_Your task_
From the records below, copy each line in which the string "model" occurs.

Collected data
========

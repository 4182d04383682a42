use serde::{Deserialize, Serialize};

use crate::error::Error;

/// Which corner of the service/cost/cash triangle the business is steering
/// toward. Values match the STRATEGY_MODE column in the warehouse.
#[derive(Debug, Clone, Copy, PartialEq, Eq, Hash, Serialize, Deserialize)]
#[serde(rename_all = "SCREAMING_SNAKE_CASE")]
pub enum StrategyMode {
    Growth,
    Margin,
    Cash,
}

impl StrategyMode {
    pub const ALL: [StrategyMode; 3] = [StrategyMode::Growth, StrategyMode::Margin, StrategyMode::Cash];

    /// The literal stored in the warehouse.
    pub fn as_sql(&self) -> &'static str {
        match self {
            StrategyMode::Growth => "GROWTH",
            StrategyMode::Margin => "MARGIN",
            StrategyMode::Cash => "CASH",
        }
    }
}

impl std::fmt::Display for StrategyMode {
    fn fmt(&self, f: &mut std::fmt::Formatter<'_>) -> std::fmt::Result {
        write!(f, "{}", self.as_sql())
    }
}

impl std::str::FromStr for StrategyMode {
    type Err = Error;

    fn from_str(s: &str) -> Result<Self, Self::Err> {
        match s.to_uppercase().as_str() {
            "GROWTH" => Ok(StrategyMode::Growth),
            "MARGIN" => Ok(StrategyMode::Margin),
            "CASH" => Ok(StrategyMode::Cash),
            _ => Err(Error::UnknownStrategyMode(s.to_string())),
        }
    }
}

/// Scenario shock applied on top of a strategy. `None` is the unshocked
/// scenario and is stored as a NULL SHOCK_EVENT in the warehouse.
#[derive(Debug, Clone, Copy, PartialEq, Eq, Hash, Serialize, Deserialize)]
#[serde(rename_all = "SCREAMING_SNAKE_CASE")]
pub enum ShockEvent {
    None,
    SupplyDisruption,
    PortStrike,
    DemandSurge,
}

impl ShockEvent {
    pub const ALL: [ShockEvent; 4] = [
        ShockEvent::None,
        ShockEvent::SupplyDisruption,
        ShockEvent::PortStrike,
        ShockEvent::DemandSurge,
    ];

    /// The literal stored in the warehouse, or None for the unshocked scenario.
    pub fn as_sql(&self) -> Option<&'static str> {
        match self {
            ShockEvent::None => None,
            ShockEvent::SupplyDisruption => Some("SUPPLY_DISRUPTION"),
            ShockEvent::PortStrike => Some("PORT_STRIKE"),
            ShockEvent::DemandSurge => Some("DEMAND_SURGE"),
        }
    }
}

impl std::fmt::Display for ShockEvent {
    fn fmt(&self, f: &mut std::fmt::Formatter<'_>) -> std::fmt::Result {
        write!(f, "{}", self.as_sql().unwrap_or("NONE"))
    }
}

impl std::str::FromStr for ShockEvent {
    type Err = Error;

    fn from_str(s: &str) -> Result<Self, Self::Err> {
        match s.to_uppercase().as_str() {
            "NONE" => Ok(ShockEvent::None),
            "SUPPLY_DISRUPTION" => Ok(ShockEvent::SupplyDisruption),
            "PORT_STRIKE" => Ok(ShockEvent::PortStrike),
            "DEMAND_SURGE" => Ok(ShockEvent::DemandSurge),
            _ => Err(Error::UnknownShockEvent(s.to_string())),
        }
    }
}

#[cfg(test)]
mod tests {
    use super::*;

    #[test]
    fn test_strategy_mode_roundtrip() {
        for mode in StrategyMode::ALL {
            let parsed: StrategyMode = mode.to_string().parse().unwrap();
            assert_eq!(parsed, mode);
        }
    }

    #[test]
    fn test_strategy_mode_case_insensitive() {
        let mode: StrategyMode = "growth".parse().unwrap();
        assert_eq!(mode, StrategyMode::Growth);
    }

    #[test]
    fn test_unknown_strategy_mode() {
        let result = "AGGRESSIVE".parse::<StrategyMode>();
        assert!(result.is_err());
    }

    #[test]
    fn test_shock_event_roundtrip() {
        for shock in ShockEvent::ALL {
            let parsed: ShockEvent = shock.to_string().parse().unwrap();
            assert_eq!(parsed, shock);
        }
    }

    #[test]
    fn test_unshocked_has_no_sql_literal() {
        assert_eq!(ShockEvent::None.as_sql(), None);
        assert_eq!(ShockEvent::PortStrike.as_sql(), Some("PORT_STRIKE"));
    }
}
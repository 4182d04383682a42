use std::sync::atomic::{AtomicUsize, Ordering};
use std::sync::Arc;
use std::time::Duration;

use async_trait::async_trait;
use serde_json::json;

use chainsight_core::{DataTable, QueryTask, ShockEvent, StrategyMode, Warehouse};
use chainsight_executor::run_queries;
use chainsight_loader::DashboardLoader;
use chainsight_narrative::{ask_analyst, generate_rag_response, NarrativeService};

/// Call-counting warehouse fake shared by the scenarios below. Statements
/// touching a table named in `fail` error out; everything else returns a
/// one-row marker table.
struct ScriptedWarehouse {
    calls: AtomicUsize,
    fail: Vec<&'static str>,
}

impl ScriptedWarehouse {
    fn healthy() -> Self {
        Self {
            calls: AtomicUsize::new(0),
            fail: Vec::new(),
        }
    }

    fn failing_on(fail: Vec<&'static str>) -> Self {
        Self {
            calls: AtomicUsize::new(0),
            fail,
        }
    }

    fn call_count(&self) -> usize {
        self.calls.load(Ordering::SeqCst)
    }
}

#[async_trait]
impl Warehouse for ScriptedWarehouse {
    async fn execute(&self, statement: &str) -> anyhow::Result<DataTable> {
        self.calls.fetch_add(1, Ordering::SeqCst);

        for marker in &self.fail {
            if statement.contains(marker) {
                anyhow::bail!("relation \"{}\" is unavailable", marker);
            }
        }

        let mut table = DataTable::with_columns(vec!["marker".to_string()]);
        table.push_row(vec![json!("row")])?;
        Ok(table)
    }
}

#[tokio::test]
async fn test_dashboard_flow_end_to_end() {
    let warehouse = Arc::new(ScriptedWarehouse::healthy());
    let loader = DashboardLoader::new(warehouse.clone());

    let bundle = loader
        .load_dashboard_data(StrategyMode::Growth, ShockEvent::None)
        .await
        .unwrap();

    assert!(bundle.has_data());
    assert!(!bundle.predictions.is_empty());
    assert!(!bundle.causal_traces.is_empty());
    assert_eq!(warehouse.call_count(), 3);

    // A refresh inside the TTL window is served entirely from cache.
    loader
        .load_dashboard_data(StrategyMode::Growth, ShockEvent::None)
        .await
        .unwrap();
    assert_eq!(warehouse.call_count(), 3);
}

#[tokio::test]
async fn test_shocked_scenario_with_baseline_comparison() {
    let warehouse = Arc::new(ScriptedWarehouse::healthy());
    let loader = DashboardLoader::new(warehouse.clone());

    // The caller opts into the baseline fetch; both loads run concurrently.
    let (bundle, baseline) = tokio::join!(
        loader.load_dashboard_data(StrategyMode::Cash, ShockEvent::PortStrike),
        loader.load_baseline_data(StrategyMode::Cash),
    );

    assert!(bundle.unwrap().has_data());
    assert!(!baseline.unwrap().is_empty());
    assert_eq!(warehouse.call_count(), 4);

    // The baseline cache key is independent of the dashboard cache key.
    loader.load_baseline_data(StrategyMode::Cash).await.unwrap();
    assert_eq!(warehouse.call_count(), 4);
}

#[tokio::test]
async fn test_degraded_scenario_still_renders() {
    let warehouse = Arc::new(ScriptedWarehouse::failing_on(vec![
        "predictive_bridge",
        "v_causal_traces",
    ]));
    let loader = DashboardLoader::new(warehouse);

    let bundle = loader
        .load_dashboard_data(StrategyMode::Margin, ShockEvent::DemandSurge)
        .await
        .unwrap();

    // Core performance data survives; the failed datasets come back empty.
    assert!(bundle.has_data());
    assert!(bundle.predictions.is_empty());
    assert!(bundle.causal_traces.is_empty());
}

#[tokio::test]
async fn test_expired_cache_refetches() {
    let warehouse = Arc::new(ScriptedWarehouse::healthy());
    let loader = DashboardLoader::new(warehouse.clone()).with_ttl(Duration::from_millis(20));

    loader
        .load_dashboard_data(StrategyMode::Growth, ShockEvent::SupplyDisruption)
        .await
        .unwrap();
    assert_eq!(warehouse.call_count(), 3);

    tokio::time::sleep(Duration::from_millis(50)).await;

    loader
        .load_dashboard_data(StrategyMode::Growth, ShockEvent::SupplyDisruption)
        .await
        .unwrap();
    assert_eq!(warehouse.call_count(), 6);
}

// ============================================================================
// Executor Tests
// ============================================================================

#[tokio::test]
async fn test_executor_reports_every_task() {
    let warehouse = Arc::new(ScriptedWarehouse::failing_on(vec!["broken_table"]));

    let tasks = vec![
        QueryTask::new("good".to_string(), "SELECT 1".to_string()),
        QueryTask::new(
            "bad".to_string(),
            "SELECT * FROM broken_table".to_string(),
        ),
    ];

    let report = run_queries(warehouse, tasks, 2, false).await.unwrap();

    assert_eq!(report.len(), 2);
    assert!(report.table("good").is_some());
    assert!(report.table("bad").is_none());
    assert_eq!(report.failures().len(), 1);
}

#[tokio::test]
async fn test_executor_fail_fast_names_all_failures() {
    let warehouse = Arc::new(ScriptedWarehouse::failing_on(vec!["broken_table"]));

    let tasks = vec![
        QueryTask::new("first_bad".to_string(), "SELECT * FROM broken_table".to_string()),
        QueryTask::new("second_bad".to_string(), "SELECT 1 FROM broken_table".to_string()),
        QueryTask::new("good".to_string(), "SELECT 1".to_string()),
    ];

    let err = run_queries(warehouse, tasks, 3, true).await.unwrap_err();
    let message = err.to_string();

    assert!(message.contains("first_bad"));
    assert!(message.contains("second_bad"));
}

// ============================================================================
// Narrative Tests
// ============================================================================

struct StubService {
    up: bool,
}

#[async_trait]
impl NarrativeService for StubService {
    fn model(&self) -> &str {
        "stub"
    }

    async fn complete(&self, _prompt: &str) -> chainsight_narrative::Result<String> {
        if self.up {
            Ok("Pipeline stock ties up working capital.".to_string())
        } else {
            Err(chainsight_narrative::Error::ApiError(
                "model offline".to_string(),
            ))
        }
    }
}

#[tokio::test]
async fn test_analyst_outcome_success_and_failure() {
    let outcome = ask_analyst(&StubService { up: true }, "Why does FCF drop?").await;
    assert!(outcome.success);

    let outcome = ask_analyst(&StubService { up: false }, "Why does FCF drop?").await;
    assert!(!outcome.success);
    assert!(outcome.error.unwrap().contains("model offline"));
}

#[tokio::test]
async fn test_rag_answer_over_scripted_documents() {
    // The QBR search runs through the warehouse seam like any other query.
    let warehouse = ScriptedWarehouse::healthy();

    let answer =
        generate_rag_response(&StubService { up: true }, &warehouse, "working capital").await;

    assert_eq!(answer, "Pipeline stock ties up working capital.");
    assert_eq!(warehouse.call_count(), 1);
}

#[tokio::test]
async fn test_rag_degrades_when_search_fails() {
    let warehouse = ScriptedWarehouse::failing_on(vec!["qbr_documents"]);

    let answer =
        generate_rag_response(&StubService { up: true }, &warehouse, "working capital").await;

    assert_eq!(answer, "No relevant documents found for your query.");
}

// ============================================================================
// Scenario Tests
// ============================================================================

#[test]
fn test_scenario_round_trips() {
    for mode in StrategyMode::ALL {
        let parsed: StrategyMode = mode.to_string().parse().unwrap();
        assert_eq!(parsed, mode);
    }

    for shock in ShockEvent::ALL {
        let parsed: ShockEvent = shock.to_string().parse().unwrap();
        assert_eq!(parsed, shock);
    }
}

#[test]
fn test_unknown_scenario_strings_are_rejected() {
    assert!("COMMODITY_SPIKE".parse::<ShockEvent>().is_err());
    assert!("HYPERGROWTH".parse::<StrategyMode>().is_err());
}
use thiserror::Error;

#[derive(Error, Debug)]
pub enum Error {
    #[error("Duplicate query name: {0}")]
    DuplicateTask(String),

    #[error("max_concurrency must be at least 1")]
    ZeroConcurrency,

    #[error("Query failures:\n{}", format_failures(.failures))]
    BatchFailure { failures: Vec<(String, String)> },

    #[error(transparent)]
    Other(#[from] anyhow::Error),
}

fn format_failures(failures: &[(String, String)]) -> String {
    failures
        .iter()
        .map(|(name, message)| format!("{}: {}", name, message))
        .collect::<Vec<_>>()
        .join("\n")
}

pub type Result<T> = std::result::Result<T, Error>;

========

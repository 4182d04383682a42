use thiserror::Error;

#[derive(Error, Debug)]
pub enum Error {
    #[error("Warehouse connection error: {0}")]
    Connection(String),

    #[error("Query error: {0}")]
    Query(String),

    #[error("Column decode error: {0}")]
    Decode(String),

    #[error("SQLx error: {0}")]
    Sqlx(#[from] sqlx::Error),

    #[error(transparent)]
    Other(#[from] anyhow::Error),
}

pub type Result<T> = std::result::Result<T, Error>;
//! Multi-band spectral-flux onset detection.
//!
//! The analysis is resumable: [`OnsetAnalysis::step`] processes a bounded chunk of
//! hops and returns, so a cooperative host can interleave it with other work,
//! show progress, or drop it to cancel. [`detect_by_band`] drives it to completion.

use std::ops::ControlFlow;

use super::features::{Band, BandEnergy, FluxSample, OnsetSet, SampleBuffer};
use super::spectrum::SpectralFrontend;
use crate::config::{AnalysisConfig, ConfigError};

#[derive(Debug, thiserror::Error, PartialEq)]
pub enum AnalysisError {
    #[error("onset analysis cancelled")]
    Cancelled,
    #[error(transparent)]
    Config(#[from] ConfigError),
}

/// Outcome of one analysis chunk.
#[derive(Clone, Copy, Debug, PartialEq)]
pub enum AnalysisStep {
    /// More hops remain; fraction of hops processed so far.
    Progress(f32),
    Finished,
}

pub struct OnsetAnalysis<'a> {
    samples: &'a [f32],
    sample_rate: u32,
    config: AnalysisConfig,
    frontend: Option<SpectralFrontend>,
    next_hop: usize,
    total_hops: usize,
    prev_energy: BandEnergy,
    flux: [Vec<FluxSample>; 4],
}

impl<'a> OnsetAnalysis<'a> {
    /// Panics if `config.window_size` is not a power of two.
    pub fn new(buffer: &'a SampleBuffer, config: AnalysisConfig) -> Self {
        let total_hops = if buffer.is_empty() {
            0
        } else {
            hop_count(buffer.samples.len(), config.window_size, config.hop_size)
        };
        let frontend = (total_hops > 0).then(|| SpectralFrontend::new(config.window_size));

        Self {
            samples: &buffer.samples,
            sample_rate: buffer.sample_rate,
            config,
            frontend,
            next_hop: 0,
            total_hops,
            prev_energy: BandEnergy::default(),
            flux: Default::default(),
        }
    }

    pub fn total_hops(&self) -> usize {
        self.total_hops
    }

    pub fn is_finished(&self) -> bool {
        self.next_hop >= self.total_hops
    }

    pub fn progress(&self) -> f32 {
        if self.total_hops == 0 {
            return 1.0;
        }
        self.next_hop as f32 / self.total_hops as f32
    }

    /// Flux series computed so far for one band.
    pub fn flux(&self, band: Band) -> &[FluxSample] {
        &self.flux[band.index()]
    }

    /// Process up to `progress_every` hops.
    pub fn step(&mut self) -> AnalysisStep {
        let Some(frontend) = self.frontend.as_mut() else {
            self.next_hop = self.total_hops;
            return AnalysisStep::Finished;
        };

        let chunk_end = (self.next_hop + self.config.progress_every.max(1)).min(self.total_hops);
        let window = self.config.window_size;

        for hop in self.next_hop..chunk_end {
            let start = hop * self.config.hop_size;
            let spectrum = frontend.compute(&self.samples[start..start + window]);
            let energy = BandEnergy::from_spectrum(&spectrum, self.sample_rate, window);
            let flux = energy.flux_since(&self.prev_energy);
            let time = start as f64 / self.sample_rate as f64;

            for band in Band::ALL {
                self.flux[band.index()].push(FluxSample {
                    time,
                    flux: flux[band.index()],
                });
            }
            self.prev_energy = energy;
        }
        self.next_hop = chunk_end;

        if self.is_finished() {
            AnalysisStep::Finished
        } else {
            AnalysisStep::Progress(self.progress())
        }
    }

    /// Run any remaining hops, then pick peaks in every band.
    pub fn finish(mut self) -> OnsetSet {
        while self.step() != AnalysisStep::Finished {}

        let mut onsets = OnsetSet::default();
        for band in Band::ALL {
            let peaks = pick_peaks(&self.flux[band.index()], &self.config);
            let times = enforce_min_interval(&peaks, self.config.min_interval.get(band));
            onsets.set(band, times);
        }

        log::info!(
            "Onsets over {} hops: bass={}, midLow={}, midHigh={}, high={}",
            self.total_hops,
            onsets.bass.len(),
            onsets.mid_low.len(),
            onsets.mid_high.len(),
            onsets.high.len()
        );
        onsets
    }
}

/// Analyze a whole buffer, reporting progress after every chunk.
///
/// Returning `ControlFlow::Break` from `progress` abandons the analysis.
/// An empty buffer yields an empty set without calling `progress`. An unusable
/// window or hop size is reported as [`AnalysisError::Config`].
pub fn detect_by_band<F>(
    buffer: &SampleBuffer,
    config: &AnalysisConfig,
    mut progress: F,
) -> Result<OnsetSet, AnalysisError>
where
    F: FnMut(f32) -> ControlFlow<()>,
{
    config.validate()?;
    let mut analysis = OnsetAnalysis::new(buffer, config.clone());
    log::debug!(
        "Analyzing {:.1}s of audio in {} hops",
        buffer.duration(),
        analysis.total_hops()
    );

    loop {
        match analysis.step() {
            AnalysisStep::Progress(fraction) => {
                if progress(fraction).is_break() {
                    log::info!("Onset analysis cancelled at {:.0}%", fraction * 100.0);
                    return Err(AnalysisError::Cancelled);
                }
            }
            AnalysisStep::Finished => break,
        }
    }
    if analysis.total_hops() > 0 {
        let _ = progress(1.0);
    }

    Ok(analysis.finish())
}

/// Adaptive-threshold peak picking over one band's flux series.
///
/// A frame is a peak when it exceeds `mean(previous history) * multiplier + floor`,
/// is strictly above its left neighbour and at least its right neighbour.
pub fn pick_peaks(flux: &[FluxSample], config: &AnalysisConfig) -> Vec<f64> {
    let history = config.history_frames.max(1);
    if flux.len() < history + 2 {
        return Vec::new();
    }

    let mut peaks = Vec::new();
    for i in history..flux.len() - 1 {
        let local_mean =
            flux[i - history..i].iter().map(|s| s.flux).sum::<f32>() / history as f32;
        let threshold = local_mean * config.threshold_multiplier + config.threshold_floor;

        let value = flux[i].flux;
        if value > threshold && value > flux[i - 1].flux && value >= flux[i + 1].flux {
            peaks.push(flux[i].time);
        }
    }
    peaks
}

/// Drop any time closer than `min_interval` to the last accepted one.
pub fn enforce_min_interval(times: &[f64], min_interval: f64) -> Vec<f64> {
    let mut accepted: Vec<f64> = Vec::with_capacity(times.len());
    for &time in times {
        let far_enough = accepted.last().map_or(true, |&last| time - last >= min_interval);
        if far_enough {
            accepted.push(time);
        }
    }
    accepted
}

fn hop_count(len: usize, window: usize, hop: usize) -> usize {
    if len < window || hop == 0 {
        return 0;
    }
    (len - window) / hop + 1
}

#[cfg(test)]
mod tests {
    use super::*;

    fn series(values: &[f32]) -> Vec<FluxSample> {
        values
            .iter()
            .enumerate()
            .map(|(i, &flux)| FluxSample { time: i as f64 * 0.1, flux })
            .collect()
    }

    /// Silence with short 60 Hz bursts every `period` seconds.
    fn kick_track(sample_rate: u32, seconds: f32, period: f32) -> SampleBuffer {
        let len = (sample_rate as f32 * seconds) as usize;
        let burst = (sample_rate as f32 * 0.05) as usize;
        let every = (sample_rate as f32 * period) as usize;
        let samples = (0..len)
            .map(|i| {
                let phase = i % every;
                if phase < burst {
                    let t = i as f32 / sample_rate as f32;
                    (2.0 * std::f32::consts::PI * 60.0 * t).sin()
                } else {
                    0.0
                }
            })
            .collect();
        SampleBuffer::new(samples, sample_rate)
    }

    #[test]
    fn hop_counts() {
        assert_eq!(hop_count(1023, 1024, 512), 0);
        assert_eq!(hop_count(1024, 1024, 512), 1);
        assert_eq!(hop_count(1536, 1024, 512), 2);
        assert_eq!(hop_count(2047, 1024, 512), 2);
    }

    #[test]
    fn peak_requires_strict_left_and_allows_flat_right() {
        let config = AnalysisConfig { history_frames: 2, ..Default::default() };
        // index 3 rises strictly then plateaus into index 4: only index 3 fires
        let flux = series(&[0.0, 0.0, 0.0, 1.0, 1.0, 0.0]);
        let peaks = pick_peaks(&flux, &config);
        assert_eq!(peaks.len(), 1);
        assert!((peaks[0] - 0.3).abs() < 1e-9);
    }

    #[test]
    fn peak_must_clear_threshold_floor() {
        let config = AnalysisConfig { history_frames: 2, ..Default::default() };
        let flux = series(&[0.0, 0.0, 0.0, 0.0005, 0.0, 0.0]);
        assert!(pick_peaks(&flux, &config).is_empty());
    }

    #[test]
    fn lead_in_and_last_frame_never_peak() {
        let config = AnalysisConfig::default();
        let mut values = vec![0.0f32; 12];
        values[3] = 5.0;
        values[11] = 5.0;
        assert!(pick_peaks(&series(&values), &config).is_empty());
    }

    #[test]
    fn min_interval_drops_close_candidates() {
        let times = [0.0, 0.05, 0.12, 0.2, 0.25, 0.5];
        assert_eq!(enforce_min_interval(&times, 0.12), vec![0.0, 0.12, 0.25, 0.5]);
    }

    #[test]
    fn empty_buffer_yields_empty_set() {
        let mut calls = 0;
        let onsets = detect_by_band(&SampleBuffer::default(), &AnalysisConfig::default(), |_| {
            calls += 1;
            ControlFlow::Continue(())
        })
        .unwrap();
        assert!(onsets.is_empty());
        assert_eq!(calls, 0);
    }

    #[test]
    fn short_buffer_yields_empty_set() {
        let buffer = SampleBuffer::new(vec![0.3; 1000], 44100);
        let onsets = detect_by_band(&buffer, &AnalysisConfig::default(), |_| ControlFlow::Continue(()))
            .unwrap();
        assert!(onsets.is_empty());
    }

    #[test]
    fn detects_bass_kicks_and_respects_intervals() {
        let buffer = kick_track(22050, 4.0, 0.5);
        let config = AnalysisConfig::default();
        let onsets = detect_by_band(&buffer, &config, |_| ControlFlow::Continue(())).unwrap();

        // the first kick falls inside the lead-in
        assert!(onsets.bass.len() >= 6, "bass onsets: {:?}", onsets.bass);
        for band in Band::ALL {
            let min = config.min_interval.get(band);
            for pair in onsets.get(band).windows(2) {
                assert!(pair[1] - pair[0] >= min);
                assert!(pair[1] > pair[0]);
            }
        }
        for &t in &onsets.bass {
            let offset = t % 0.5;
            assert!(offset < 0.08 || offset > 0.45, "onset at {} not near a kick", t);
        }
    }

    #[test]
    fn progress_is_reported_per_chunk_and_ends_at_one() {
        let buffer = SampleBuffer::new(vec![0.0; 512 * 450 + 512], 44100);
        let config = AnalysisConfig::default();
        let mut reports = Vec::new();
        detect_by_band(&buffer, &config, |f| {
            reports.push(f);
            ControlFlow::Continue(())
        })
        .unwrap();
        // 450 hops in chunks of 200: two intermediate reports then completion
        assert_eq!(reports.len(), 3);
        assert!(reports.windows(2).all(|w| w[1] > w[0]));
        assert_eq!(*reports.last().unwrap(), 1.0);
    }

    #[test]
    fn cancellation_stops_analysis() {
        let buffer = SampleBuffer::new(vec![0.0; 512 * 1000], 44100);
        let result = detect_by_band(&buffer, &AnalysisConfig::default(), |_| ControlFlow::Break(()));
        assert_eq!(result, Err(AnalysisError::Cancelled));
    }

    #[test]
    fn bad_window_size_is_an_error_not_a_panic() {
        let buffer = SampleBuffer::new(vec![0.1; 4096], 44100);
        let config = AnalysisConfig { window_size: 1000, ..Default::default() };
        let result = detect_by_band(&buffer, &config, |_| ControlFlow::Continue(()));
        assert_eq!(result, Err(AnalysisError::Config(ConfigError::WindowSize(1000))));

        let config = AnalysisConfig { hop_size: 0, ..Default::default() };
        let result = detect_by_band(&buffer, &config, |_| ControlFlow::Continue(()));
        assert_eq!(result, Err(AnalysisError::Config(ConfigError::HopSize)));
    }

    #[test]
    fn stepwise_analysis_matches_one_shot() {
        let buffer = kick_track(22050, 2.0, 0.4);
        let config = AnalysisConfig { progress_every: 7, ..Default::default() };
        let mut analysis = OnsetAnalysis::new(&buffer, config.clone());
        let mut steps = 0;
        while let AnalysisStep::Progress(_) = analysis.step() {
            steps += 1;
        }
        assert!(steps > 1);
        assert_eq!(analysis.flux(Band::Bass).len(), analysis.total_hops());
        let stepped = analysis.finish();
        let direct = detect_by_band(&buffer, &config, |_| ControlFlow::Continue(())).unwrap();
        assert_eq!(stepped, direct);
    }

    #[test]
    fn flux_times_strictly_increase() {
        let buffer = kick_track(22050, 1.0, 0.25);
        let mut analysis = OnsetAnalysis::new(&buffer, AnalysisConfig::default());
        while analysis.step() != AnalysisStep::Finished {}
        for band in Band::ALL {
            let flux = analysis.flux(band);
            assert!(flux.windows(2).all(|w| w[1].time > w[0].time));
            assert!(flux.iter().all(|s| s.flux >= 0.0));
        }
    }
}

========

_Response_
    fn model(&self) -> &str {
                "model offline".to_string(),
    assert!(outcome.error.unwrap().contains("model offline"));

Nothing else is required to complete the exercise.